__Exercise aim__: Check each line of the material below for the word "complete". Say how many lines have it, and nothing else.

__Task inputs__:
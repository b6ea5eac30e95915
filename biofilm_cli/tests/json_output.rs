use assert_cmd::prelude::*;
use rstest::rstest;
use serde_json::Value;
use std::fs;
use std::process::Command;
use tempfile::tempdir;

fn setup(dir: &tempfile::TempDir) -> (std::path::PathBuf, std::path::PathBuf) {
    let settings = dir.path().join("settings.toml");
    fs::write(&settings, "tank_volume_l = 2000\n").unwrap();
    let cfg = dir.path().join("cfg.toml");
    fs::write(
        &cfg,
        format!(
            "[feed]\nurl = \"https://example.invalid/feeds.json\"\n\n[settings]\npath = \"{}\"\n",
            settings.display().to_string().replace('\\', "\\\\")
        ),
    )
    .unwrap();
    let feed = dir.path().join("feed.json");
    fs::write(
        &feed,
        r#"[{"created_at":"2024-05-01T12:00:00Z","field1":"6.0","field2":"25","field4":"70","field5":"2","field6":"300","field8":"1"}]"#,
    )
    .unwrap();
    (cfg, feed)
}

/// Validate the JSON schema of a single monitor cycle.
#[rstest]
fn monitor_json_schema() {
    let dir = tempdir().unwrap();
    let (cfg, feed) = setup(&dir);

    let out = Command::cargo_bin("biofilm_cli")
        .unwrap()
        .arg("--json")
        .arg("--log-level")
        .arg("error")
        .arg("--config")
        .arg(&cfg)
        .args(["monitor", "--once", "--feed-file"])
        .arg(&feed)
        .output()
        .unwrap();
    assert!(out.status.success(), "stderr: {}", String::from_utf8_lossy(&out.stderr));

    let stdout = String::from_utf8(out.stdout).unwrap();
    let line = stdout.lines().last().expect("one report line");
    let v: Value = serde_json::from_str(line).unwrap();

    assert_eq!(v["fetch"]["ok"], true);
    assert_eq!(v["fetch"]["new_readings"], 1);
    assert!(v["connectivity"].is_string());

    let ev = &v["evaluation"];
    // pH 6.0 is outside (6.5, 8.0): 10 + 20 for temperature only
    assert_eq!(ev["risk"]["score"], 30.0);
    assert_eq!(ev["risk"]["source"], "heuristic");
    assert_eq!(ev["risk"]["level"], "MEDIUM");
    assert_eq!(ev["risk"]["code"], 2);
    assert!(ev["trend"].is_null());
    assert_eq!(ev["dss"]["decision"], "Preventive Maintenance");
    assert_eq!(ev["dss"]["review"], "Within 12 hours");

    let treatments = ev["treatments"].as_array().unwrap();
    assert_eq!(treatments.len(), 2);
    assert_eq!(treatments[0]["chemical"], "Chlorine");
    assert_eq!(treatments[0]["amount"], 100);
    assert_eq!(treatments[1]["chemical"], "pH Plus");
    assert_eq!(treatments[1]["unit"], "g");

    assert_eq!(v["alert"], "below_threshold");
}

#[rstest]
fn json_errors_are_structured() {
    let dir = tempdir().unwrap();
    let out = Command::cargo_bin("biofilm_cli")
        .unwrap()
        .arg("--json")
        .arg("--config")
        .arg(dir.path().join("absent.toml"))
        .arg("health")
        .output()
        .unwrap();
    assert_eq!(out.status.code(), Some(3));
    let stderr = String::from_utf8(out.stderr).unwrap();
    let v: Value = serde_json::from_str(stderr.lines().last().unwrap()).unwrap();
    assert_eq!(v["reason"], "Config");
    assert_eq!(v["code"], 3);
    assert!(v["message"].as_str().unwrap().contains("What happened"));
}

==

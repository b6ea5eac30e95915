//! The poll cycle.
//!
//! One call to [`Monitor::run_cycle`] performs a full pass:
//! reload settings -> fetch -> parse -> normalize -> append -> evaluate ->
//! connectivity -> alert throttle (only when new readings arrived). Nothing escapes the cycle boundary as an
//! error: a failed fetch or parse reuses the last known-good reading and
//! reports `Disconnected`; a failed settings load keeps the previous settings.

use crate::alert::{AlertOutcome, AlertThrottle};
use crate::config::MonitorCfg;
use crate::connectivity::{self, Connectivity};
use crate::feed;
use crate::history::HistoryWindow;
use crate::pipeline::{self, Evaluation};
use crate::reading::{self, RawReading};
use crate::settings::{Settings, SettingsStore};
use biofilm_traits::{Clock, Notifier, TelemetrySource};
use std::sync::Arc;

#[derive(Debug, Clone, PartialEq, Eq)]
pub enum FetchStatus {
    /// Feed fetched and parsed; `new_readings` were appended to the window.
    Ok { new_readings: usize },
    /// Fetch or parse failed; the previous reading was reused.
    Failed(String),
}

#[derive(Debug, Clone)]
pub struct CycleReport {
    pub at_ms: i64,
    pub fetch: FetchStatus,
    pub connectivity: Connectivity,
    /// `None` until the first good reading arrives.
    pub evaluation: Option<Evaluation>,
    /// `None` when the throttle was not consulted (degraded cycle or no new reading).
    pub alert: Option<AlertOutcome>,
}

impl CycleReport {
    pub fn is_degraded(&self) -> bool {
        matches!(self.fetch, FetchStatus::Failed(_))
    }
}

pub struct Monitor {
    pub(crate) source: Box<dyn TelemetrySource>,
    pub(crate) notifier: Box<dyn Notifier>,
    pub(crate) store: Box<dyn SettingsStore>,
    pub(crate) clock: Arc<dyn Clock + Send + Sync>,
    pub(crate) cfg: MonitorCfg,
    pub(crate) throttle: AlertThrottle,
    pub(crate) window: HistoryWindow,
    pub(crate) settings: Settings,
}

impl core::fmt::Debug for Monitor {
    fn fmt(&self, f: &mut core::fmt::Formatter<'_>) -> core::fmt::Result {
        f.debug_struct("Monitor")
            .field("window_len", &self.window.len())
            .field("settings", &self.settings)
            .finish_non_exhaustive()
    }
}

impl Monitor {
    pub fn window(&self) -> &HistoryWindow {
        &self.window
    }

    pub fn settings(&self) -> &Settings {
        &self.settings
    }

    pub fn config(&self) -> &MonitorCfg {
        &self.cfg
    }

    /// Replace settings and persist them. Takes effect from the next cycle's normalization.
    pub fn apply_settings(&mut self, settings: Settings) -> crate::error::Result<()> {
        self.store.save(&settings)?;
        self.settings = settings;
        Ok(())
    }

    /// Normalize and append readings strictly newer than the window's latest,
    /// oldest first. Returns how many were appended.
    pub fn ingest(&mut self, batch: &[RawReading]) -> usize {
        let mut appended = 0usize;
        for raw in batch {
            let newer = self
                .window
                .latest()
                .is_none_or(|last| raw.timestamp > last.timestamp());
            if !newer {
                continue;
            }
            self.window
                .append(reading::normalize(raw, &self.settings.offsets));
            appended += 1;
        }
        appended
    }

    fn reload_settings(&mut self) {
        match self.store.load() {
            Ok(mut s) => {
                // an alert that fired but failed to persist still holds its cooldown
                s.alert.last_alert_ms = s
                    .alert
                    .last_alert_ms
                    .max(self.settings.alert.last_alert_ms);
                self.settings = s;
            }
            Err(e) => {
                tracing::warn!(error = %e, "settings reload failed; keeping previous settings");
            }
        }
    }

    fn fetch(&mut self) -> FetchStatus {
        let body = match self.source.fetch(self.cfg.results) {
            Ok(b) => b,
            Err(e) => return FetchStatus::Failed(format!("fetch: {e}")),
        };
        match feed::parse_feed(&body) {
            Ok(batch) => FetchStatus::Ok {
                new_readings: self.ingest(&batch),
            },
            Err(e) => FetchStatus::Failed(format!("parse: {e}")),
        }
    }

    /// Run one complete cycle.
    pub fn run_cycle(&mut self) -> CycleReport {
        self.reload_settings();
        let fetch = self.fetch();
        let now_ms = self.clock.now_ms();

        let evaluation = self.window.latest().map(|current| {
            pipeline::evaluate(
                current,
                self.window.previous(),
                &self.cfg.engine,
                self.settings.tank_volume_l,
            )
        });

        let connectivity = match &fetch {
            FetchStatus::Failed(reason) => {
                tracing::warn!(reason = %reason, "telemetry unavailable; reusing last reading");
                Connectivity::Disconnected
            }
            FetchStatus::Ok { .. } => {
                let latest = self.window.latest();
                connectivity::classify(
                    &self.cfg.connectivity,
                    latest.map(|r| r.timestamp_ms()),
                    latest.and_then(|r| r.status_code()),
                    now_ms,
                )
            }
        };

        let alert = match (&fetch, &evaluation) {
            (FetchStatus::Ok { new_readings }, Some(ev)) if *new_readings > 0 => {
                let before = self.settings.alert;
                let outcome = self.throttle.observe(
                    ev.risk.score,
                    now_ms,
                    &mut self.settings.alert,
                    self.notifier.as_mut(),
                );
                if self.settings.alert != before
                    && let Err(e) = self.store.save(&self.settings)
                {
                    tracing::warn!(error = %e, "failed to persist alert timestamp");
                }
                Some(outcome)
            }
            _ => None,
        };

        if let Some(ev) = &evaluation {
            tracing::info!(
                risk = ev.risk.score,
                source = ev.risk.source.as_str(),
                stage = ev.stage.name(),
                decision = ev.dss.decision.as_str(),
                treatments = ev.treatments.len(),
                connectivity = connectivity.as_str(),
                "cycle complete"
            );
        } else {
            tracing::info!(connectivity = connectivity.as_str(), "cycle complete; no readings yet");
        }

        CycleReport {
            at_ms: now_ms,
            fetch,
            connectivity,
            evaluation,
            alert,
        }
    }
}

__Your solution__: 3